Julius Montgomery, Who Broke a Space-Age Race Barrier, Dies at 90

Julius Montgomery, Who Broke a Space-Age Race Barrier, Dies at 90


Mr. Montgomery had started running for office when he moved to the area in 1956, when few African-Americans held public office anywhere in the South. At the time, Florida had one of the country’s highest lynching rates per capita, according to Richard Paul, an author, with Steven Moss, of “We Could Not Fail: The First African Americans in the Space Program” (2015). Mr. Montgomery is the subject of one of the book’s chapters.

It took Mr. Montgomery 13 years of campaigning, off and on, to win his seat on the council. And it would be more than 35 years before another African-American was elected to that body.
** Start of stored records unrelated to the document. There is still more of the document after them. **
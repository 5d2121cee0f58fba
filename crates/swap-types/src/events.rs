//! Events published by the orchestrator and by wallets.

use crate::chains::ChainId;
use crate::common::Address;
use crate::pipeline::{IntentStatus, Step, StepState};
use serde::{Deserialize, Serialize};
use uuid::Uuid;

/// Notifications observers receive while a swap runs.
#[derive(Debug, Clone, PartialEq, Eq, Serialize, Deserialize)]
pub enum SwapEvent {
	StepChanged {
		intent_id: Uuid,
		step: Step,
		state: StepState,
	},
	StatusChanged {
		intent_id: Uuid,
		status: IntentStatus,
	},
	/// Session context was cleared after a wallet account or chain change.
	SessionReset { reason: String },
}

/// Account and chain change notifications emitted by a wallet.
#[derive(Debug, Clone, PartialEq, Eq, Serialize, Deserialize)]
pub enum WalletEvent {
	AccountsChanged(Vec<Address>),
	ChainChanged(ChainId),
}
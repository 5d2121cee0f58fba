//! Token reads over JSON-RPC using alloy contract bindings.

use crate::{TokenError, TokenInterface};
use alloy::providers::{DynProvider, Provider, ProviderBuilder};
use alloy::sol;
use async_trait::async_trait;
use std::collections::HashMap;
use swap_types::{Address, ChainId, NetworkInfo, U256};
use tracing::debug;

sol! {
	#[sol(rpc)]
	interface IERC20Permit {
		function balanceOf(address account) external view returns (uint256);
		function nonces(address owner) external view returns (uint256);
	}
}

/// Reads balances and permit nonces from every network with an RPC endpoint.
pub struct AlloyTokenReader {
	providers: HashMap<ChainId, DynProvider>,
}

impl AlloyTokenReader {
	pub fn new(networks: &HashMap<ChainId, NetworkInfo>) -> Result<Self, TokenError> {
		let mut providers = HashMap::new();
		for (chain_id, network) in networks {
			let Some(rpc_url) = &network.rpc_url else {
				continue;
			};
			let url = rpc_url.parse().map_err(|e| TokenError::InvalidRpcUrl {
				chain_id: *chain_id,
				reason: format!("{}", e),
			})?;
			let provider = ProviderBuilder::new()
				.disable_recommended_fillers()
				.connect_http(url)
				.erased();
			debug!(chain_id = %chain_id, network = %network.name, "Token reader connected");
			providers.insert(*chain_id, provider);
		}

		Ok(Self { providers })
	}

	fn contract(
		&self,
		chain_id: ChainId,
		token: Address,
	) -> Result<IERC20Permit::IERC20PermitInstance<DynProvider>, TokenError> {
		let provider = self
			.providers
			.get(&chain_id)
			.ok_or(TokenError::NoProvider(chain_id))?;
		Ok(IERC20Permit::new(token, provider.clone()))
	}
}

#[async_trait]
impl TokenInterface for AlloyTokenReader {
	async fn balance_of(
		&self,
		chain_id: ChainId,
		token: Address,
		owner: Address,
	) -> Result<U256, TokenError> {
		self.contract(chain_id, token)?
			.balanceOf(owner)
			.call()
			.await
			.map_err(|e| TokenError::Call(format!("balanceOf: {}", e)))
	}

	async fn nonces(
		&self,
		chain_id: ChainId,
		token: Address,
		owner: Address,
	) -> Result<U256, TokenError> {
		self.contract(chain_id, token)?
			.nonces(owner)
			.call()
			.await
			.map_err(|e| TokenError::Call(format!("nonces: {}", e)))
	}
}
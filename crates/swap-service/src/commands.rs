//! Command handlers and their terminal output.

use crate::cli::SwapArgs;
use crate::implementations;
use anyhow::{anyhow, bail, Context, Result};
use std::future::Future;
use std::path::Path;
use swap_account::implementations::local::LocalWallet;
use swap_config::{Config, ConfigLoader, StorageBackend};
use swap_core::{OrchestratorBuilder, OrchestratorError, PermitOrchestrator, HISTORY_NAMESPACE};
use swap_storage::StorageService;
use swap_token::TokenService;
use swap_types::{
	format_amount, Address, ChainId, IntentStatus, PermitSupport, StepState, SwapEvent, SwapIntent,
	SwapRequest,
};
use tokio::sync::broadcast;
use tracing::{info, warn};
use uuid::Uuid;

pub async fn load_config(path: &Path) -> Result<Config> {
	info!("Loading configuration from: {:?}", path);
	ConfigLoader::new()
		.with_file(path)
		.load()
		.await
		.context("Failed to load configuration")
}

/// Drives one swap, cancelling it on Ctrl+C.
pub async fn swap(config: Config, args: SwapArgs) -> Result<()> {
	let orchestrator = build_orchestrator(&config, args.from_chain)?;
	let request = SwapRequest {
		source_chain: args.from_chain,
		source_token: args.token,
		dest_chain: args.to_chain,
		dest_token: args.dest_token,
		amount: args.amount,
		recipient: args.recipient,
		slippage: args.slippage,
	};

	let intent = run_to_end(&orchestrator, orchestrator.start(request))
		.await
		.context("Swap could not start")?;
	report(&intent)
}

/// Picks an archived swap back up, reusing its relay task when it has one.
pub async fn resume(config: Config, id: Uuid) -> Result<()> {
	let archived = load_history(&config, id).await?;
	let orchestrator = build_orchestrator(&config, archived.source_chain)?;

	let run = async {
		let restored = orchestrator.restore(id).await?;
		println!("Resuming swap {}: {}", id, describe_status(&restored.status));
		orchestrator.resume().await
	};
	let intent = run_to_end(&orchestrator, run)
		.await
		.context("Swap could not be resumed")?;
	report(&intent)
}

fn build_orchestrator(config: &Config, source_chain: ChainId) -> Result<PermitOrchestrator> {
	let mut builder = OrchestratorBuilder::new(config.clone())
		.with_token_factory(implementations::token::create)
		.with_relay_factory(implementations::relay::create)
		.with_executor_factory(implementations::executor::create)
		.with_storage_factory(implementations::storage::create);
	if let Some(wallet) = implementations::account::create(&config.wallet, source_chain) {
		let wallet = wallet.map_err(|e| anyhow!(e))?;
		builder = builder.with_wallet_factory(move |_| Ok(wallet.clone()));
	}
	builder.build().context("Failed to build orchestrator")
}

/// Prints pipeline progress while `run` is driven, cancelling on Ctrl+C.
async fn run_to_end<F>(orchestrator: &PermitOrchestrator, run: F) -> Result<SwapIntent, OrchestratorError>
where
	F: Future<Output = Result<SwapIntent, OrchestratorError>>,
{
	let mut events = orchestrator.subscribe();
	tokio::pin!(run);
	let result = loop {
		tokio::select! {
			result = &mut run => break result,
			event = events.recv() => {
				if let Ok(event) = event {
					print_event(&event);
				}
			}
			_ = tokio::signal::ctrl_c() => {
				warn!("Interrupt received, cancelling swap");
				orchestrator.cancel();
			}
		}
	};
	for line in drain_events(&mut events) {
		println!("{}", line);
	}
	result
}

fn print_event(event: &SwapEvent) {
	if let Some(line) = describe_event(event) {
		println!("{}", line);
	}
}

/// Lines for events published but not yet printed.
fn drain_events(events: &mut broadcast::Receiver<SwapEvent>) -> Vec<String> {
	let mut lines = Vec::new();
	loop {
		match events.try_recv() {
			Ok(event) => lines.extend(describe_event(&event)),
			Err(broadcast::error::TryRecvError::Lagged(_)) => continue,
			Err(_) => break,
		}
	}
	lines
}

fn report(intent: &SwapIntent) -> Result<()> {
	println!("Swap {}: {}", intent.id, describe_status(&intent.status));
	match intent.status {
		IntentStatus::Completed { .. } => Ok(()),
		_ => bail!("swap {} did not complete", intent.id),
	}
}

/// Prints balance and permit nonce of an account for a registered token.
pub async fn inspect(
	config: &Config,
	chain_id: ChainId,
	token: &str,
	account: Option<String>,
) -> Result<()> {
	let (token_address, token_info) = config
		.find_token(chain_id, token)
		.ok_or_else(|| anyhow!("Token {} is not registered on chain {}", token, chain_id))?;

	let account: Address = match account {
		Some(account) => account.parse().context("Invalid account address")?,
		None => {
			let key = config
				.wallet
				.private_key
				.as_ref()
				.ok_or_else(|| anyhow!("No account given and no wallet configured"))?;
			LocalWallet::new(key.expose(), chain_id)
				.context("Failed to load wallet")?
				.address()
		}
	};

	let tokens = TokenService::new(
		implementations::token::create(&config.networks).map_err(|e| anyhow!(e))?,
	);
	let balance = tokens
		.balance(chain_id, token_address, account)
		.await
		.context("Failed to read token balance")?;
	let support = tokens.permit_support(chain_id, token_address, account).await;

	println!("Account: {}", account);
	println!("Network: {}", config.describe_chain(chain_id));
	println!("Token:   {}", token_info.label());
	println!(
		"Balance: {} {}",
		format_amount(balance, token_info.decimals, 4),
		token_info.symbol
	);
	println!("Nonce:   {}", describe_nonce(&support));
	Ok(())
}

pub fn tokens(config: &Config, chain_id: Option<ChainId>) {
	for line in token_listing(config, chain_id) {
		println!("{}", line);
	}
}

pub fn validate(config: &Config) {
	info!("Configuration is valid");
	for line in config_summary(config) {
		info!("  {}", line);
	}
}

pub async fn history(config: &Config, id: Option<Uuid>) -> Result<()> {
	let Some(id) = id else {
		let ids = list_history(config).await?;
		if ids.is_empty() {
			println!("No archived swaps");
		}
		for id in ids {
			println!("{}", id);
		}
		return Ok(());
	};

	let intent = load_history(config, id).await?;
	println!("{}", serde_json::to_string_pretty(&intent)?);
	Ok(())
}

fn history_storage(config: &Config) -> Result<StorageService> {
	if config.storage.backend == StorageBackend::Memory {
		warn!("Memory storage does not outlive a swap; configure storage.backend = \"file\"");
	}
	Ok(StorageService::new(
		implementations::storage::create(&config.storage).map_err(|e| anyhow!(e))?,
	))
}

async fn load_history(config: &Config, id: Uuid) -> Result<SwapIntent> {
	history_storage(config)?
		.retrieve(HISTORY_NAMESPACE, &id.to_string())
		.await
		.with_context(|| format!("Swap {} not found in history", id))
}

async fn list_history(config: &Config) -> Result<Vec<String>> {
	history_storage(config)?
		.list(HISTORY_NAMESPACE)
		.await
		.context("Failed to list swap history")
}

fn token_listing(config: &Config, chain_id: Option<ChainId>) -> Vec<String> {
	let mut chains: Vec<ChainId> = match chain_id {
		Some(chain_id) => vec![chain_id],
		None => config
			.networks
			.keys()
			.chain(config.tokens.keys())
			.copied()
			.collect(),
	};
	chains.sort();
	chains.dedup();

	let mut lines = Vec::new();
	for chain_id in chains {
		lines.push(format!("{}:", config.describe_chain(chain_id)));
		let tokens = config.tokens_on(chain_id);
		if tokens.is_empty() {
			lines.push("  no tokens configured".to_string());
		}
		for (address, token) in tokens {
			lines.push(format!("  {} ({})", token.label(), address));
		}
	}
	lines
}

fn config_summary(config: &Config) -> Vec<String> {
	let mut networks: Vec<_> = config.networks.keys().copied().collect();
	networks.sort();
	let networks: Vec<String> = networks
		.into_iter()
		.map(|chain_id| config.describe_chain(chain_id))
		.collect();
	let token_count: usize = config.tokens.values().map(|tokens| tokens.len()).sum();
	let storage = match (&config.storage.backend, &config.storage.path) {
		(StorageBackend::File, Some(path)) => format!("file ({})", path.display()),
		(StorageBackend::File, None) => "file".to_string(),
		(StorageBackend::Memory, _) => "memory".to_string(),
	};

	vec![
		format!("Router: {}", config.swap.router_address),
		format!("Networks: {}", networks.join(", ")),
		format!(
			"Tokens: {} on {} chain(s)",
			token_count,
			config.tokens.len()
		),
		format!("Relay: {}", config.relay.base_url),
		format!("Executor: {}", config.executor.base_url),
		format!(
			"Wallet: {}",
			if config.wallet.private_key.is_some() {
				"configured"
			} else {
				"not configured"
			}
		),
		format!("Storage: {}", storage),
	]
}

fn describe_nonce(support: &PermitSupport) -> String {
	match support {
		PermitSupport::Supported { nonce } => nonce.to_string(),
		_ => "N/A (token may not support permits)".to_string(),
	}
}

fn describe_status(status: &IntentStatus) -> String {
	match status {
		IntentStatus::Created => "created".to_string(),
		IntentStatus::InFlight { step } => format!("running {}", step),
		IntentStatus::Completed {
			destination_tx: Some(tx),
		} => format!("completed (destination tx {})", tx),
		IntentStatus::Completed { destination_tx: None } => "completed".to_string(),
		IntentStatus::Failed { failure } => format!("failed: {}", failure),
		IntentStatus::Inconsistent { task_id, failure } => format!(
			"relay task {} executed but the swap did not resolve ({}); check the executor, then run `resume` instead of starting a new swap",
			task_id, failure
		),
		IntentStatus::Blocked { reason } => format!("blocked: {}", reason),
		IntentStatus::Cancelled { step, reason } => format!("cancelled at {}: {}", step, reason),
	}
}

fn describe_event(event: &SwapEvent) -> Option<String> {
	match event {
		SwapEvent::StepChanged { step, state, .. } => {
			let state = match state {
				StepState::Pending => "pending".to_string(),
				StepState::Active => "started".to_string(),
				StepState::Succeeded => "done".to_string(),
				StepState::Failed(kind) => format!("failed ({})", kind),
			};
			Some(format!("[{}/5] {} {}", step.index() + 1, step, state))
		}
		SwapEvent::StatusChanged { .. } => None,
		SwapEvent::SessionReset { reason } => Some(format!("Session reset: {}", reason)),
	}
}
Julius Marvin Montgomery was born on May 30, 1929, in Homewood, Ala., the oldest of 12 children of Edward Perkins Montgomery Sr. and Queen Ester (Jackson) Montgomery. The family lived in Rosedale, Homewood’s oldest neighborhood, which was settled by former slaves after the Civil War.

As a child, his daughter said, Julius had a terrible stutter, which isolated him. But he worked hard on his own to conquer it, giving him a self-confidence he never lost.

Mr. Montgomery attended the Tuskegee Institute, the historically black institution now known as Tuskegee University, where he studied to be a Linotype operator. He graduated in 1951.

He worked briefly as a printer before joining the Air Force that year, serving until 1956.

“He did top-secret work for the Air Force, rewiring and servicing the receiving stations that took down signals from spy satellites,” Mr. Paul, the author, said in a phone interview.

After the Air Force, Mr. Montgomery worked briefly as a radio station engineer in Mobile, Ala. He applied for other jobs at other companies, but was told they didn’t hire black people.